[Work to be completed] Gather the lines from the material that contain "else".

━━ Given entries

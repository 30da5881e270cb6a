use std::time::Duration;

use dashmap::DashMap;
use serde_json::Value;
use tokio::sync::oneshot;
use tokio_util::sync::CancellationToken;
use tracing::{debug, warn};

use skiff_core::ids::{PermissionRequestId, SessionId, StepId, TurnId};
use skiff_core::tools::{PermissionMode, Policy};
use skiff_store::permissions::{PermissionRepo, PermissionRequestRow, RequestStatus, Scope};
use skiff_store::{Database, StoreError};

pub const DEFAULT_PERMISSION_TIMEOUT: Duration = Duration::from_secs(120);

/// Decision delivered to a blocked runner.
#[derive(Clone, Copy, Debug)]
pub struct PermissionDecision {
    pub approved: bool,
    pub scope: Scope,
}

/// How a permission wait ended.
#[derive(Clone, Copy, Debug, PartialEq, Eq)]
pub enum WaitOutcome {
    Approved,
    Denied,
    Expired,
    Cancelled,
}

/// The permission gate: resolves effective policy and mediates `ask` flows
/// between a blocked runner and the resolution API.
///
/// Session-scoped approvals live in memory only (they die with the process,
/// like the runner state they belong to); `always` decisions are persisted
/// as tool policies.
pub struct PermissionGate {
    repo: PermissionRepo,
    session_overrides: DashMap<(String, String), Policy>,
    pending: DashMap<String, oneshot::Sender<PermissionDecision>>,
    timeout: Duration,
    default_policy: Option<Policy>,
}

impl PermissionGate {
    pub fn new(db: Database) -> Self {
        Self {
            repo: PermissionRepo::new(db),
            session_overrides: DashMap::new(),
            pending: DashMap::new(),
            timeout: DEFAULT_PERMISSION_TIMEOUT,
            default_policy: None,
        }
    }

    pub fn with_timeout(mut self, timeout: Duration) -> Self {
        self.timeout = timeout;
        self
    }

    /// Fallback applied when neither the store nor the session has an
    /// opinion, overriding each tool's built-in default.
    pub fn with_default_policy(mut self, policy: Option<Policy>) -> Self {
        self.default_policy = policy;
        self
    }

    pub fn repo(&self) -> &PermissionRepo {
        &self.repo
    }

    /// Resolution order: global mode, session-scoped override, persisted
    /// tool policy, configured fallback, the tool's own default.
    /// `spawn_subagent` is always allowed: it is compute-only orchestration;
    /// the child's tools are gated individually.
    pub fn effective_policy(
        &self,
        session_id: &SessionId,
        tool_name: &str,
        tool_default: Policy,
    ) -> Result<Policy, StoreError> {
        if self.repo.mode()? == PermissionMode::Allow {
            return Ok(Policy::Allow);
        }
        if tool_name == "spawn_subagent" {
            return Ok(Policy::Allow);
        }
        let key = (session_id.as_str().to_string(), tool_name.to_string());
        if let Some(p) = self.session_overrides.get(&key) {
            return Ok(*p);
        }
        if let Some(p) = self.repo.policy(tool_name)? {
            return Ok(p);
        }
        Ok(self.default_policy.unwrap_or(tool_default))
    }

    /// Open a pending request and register the waiter. The caller publishes
    /// the matching `permission_required` event (top-level runners emit a
    /// `tool_call` event, sub-agents a `subagent_block`).
    pub fn open_request(
        &self,
        session_id: &SessionId,
        turn_id: &TurnId,
        step_id: &StepId,
        tool_name: &str,
        input: &Value,
    ) -> Result<
        (
            PermissionRequestRow,
            oneshot::Receiver<PermissionDecision>,
        ),
        StoreError,
    > {
        let row = self
            .repo
            .create_request(session_id, turn_id, step_id, tool_name, input)?;
        let (tx, rx) = oneshot::channel();
        self.pending.insert(row.id.as_str().to_string(), tx);
        Ok((row, rx))
    }

    /// Block until the request resolves, times out, or the turn is
    /// cancelled. Timeout and cancellation both mark the stored request
    /// `expired`.
    pub async fn wait(
        &self,
        request_id: &PermissionRequestId,
        rx: oneshot::Receiver<PermissionDecision>,
        cancel: &CancellationToken,
    ) -> WaitOutcome {
        tokio::select! {
            decision = rx => match decision {
                Ok(d) if d.approved => WaitOutcome::Approved,
                Ok(_) => WaitOutcome::Denied,
                // Sender dropped without a decision: treat as expired.
                Err(_) => {
                    self.expire(request_id);
                    WaitOutcome::Expired
                }
            },
            _ = tokio::time::sleep(self.timeout) => {
                debug!(request_id = %request_id, "permission request timed out");
                self.expire(request_id);
                WaitOutcome::Expired
            }
            _ = cancel.cancelled() => {
                self.expire(request_id);
                WaitOutcome::Cancelled
            }
        }
    }

    fn expire(&self, request_id: &PermissionRequestId) {
        self.pending.remove(request_id.as_str());
        match self
            .repo
            .resolve_request(request_id, RequestStatus::Expired, Scope::Once)
        {
            Ok(()) | Err(StoreError::Conflict(_)) => {}
            Err(e) => warn!(request_id = %request_id, error = %e, "failed to expire permission request"),
        }
    }

    /// Resolve a pending request from the API. Applies scope:
    /// `once` affects only this call, `session` is remembered in memory for
    /// the session, `always` upserts the persisted tool policy.
    pub fn resolve(
        &self,
        request_id: &PermissionRequestId,
        approved: bool,
        scope: Scope,
    ) -> Result<(), StoreError> {
        let row = self.repo.get_request(request_id)?;
        let status = if approved {
            RequestStatus::Approved
        } else {
            RequestStatus::Denied
        };
        self.repo.resolve_request(request_id, status, scope)?;

        let policy = if approved { Policy::Allow } else { Policy::Deny };
        match scope {
            Scope::Once => {}
            Scope::Session => {
                self.session_overrides.insert(
                    (row.session_id.as_str().to_string(), row.tool_name.clone()),
                    policy,
                );
            }
            Scope::Always => self.repo.upsert_policy(&row.tool_name, policy)?,
        }

        if let Some((_, tx)) = self.pending.remove(request_id.as_str()) {
            let _ = tx.send(PermissionDecision { approved, scope });
        }
        Ok(())
    }

    /// Expire every pending request belonging to a turn (cancellation path)
    /// and wake their waiters with a denial.
    pub fn expire_for_turn(&self, turn_id: &TurnId) -> Result<(), StoreError> {
        for id in self.repo.expire_pending_for_turn(turn_id)? {
            if let Some((_, tx)) = self.pending.remove(id.as_str()) {
                let _ = tx.send(PermissionDecision {
                    approved: false,
                    scope: Scope::Once,
                });
            }
        }
        Ok(())
    }
}

#[cfg(test)]
mod tests {
    use super::*;
    use serde_json::json;
    use skiff_store::sessions::SessionRepo;
    use skiff_store::turns::TurnRepo;
    use std::sync::Arc;

    fn setup() -> (PermissionGate, SessionId, TurnId, StepId) {
        let db = Database::in_memory().unwrap();
        let session = SessionRepo::new(db.clone()).create("t").unwrap();
        let turns = TurnRepo::new(db.clone());
        let turn = turns.create(&session.id, "hi").unwrap();
        let step = turns.create_step(&turn.id, 0).unwrap();
        (PermissionGate::new(db), session.id, turn.id, step.id)
    }

    #[test]
    fn mode_allow_bypasses_everything() {
        let (gate, sess, ..) = setup();
        gate.repo.upsert_policy("write_file", Policy::Deny).unwrap();
        gate.repo.set_mode(PermissionMode::Allow).unwrap();

        let policy = gate
            .effective_policy(&sess, "write_file", Policy::Ask)
            .unwrap();
        assert_eq!(policy, Policy::Allow);
    }

    #[test]
    fn stored_policy_beats_default() {
        let (gate, sess, ..) = setup();
        assert_eq!(
            gate.effective_policy(&sess, "write_file", Policy::Ask)
                .unwrap(),
            Policy::Ask
        );

        gate.repo.upsert_policy("write_file", Policy::Deny).unwrap();
        assert_eq!(
            gate.effective_policy(&sess, "write_file", Policy::Ask)
                .unwrap(),
            Policy::Deny
        );
    }

    #[test]
    fn spawn_subagent_always_allowed() {
        let (gate, sess, ..) = setup();
        gate.repo
            .upsert_policy("spawn_subagent", Policy::Deny)
            .unwrap();
        assert_eq!(
            gate.effective_policy(&sess, "spawn_subagent", Policy::Ask)
                .unwrap(),
            Policy::Allow
        );
    }

    #[test]
    fn configured_fallback_applies() {
        let (gate, sess, ..) = setup();
        let gate = gate.with_default_policy(Some(Policy::Allow));
        assert_eq!(
            gate.effective_policy(&sess, "read_file", Policy::Ask)
                .unwrap(),
            Policy::Allow
        );
    }

    #[tokio::test]
    async fn approve_once_unblocks_waiter() {
        let (gate, sess, turn, step) = setup();
        let gate = Arc::new(gate);

        let (row, rx) = gate
            .open_request(&sess, &turn, &step, "write_file", &json!({"path": "a"}))
            .unwrap();

        let resolver = Arc::clone(&gate);
        let req_id = row.id.clone();
        let resolve_task = tokio::spawn(async move {
            tokio::time::sleep(Duration::from_millis(20)).await;
            resolver.resolve(&req_id, true, Scope::Once).unwrap();
        });

        let outcome = gate.wait(&row.id, rx, &CancellationToken::new()).await;
        assert_eq!(outcome, WaitOutcome::Approved);
        resolve_task.await.unwrap();

        // Once-scope leaves no residue.
        assert_eq!(
            gate.effective_policy(&sess, "write_file", Policy::Ask)
                .unwrap(),
            Policy::Ask
        );
    }

    #[tokio::test]
    async fn session_scope_remembered_in_memory() {
        let (gate, sess, turn, step) = setup();
        let (row, _rx) = gate
            .open_request(&sess, &turn, &step, "write_file", &json!({}))
            .unwrap();
        gate.resolve(&row.id, true, Scope::Session).unwrap();

        assert_eq!(
            gate.effective_policy(&sess, "write_file", Policy::Ask)
                .unwrap(),
            Policy::Allow
        );

        // Other sessions are unaffected.
        let other = SessionId::new();
        assert_eq!(
            gate.effective_policy(&other, "write_file", Policy::Ask)
                .unwrap(),
            Policy::Ask
        );
    }

    #[tokio::test]
    async fn always_scope_persists_policy() {
        let (gate, sess, turn, step) = setup();
        let (row, _rx) = gate
            .open_request(&sess, &turn, &step, "write_file", &json!({}))
            .unwrap();
        gate.resolve(&row.id, false, Scope::Always).unwrap();

        assert_eq!(gate.repo.policy("write_file").unwrap(), Some(Policy::Deny));
        assert_eq!(
            gate.effective_policy(&SessionId::new(), "write_file", Policy::Ask)
                .unwrap(),
            Policy::Deny
        );
    }

    #[tokio::test]
    async fn timeout_expires_request() {
        let (gate, sess, turn, step) = setup();
        let gate = gate.with_timeout(Duration::from_millis(30));
        let (row, rx) = gate
            .open_request(&sess, &turn, &step, "write_file", &json!({}))
            .unwrap();

        let outcome = gate.wait(&row.id, rx, &CancellationToken::new()).await;
        assert_eq!(outcome, WaitOutcome::Expired);
        assert_eq!(
            gate.repo.get_request(&row.id).unwrap().status,
            RequestStatus::Expired
        );

        // A late resolution is rejected.
        let err = gate.resolve(&row.id, true, Scope::Once).unwrap_err();
        assert!(matches!(err, StoreError::Conflict(_)));
    }

    #[tokio::test]
    async fn cancel_expires_request() {
        let (gate, sess, turn, step) = setup();
        let (row, rx) = gate
            .open_request(&sess, &turn, &step, "write_file", &json!({}))
            .unwrap();

        let cancel = CancellationToken::new();
        cancel.cancel();
        let outcome = gate.wait(&row.id, rx, &cancel).await;
        assert_eq!(outcome, WaitOutcome::Cancelled);
        assert_eq!(
            gate.repo.get_request(&row.id).unwrap().status,
            RequestStatus::Expired
        );
    }

    #[tokio::test]
    async fn expire_for_turn_wakes_waiters() {
        let (gate, sess, turn, step) = setup();
        let gate = Arc::new(gate);
        let (row, rx) = gate
            .open_request(&sess, &turn, &step, "write_file", &json!({}))
            .unwrap();

        let expirer = Arc::clone(&gate);
        let turn_clone = turn.clone();
        tokio::spawn(async move {
            tokio::time::sleep(Duration::from_millis(20)).await;
            expirer.expire_for_turn(&turn_clone).unwrap();
        });

        let outcome = gate.wait(&row.id, rx, &CancellationToken::new()).await;
        assert_eq!(outcome, WaitOutcome::Denied);
        assert_eq!(
            gate.repo.get_request(&row.id).unwrap().status,
            RequestStatus::Expired
        );
    }
}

━━━━

[Answer to this exercise]
        } else {
        let policy = if approved { Policy::Allow } else { Policy::Deny };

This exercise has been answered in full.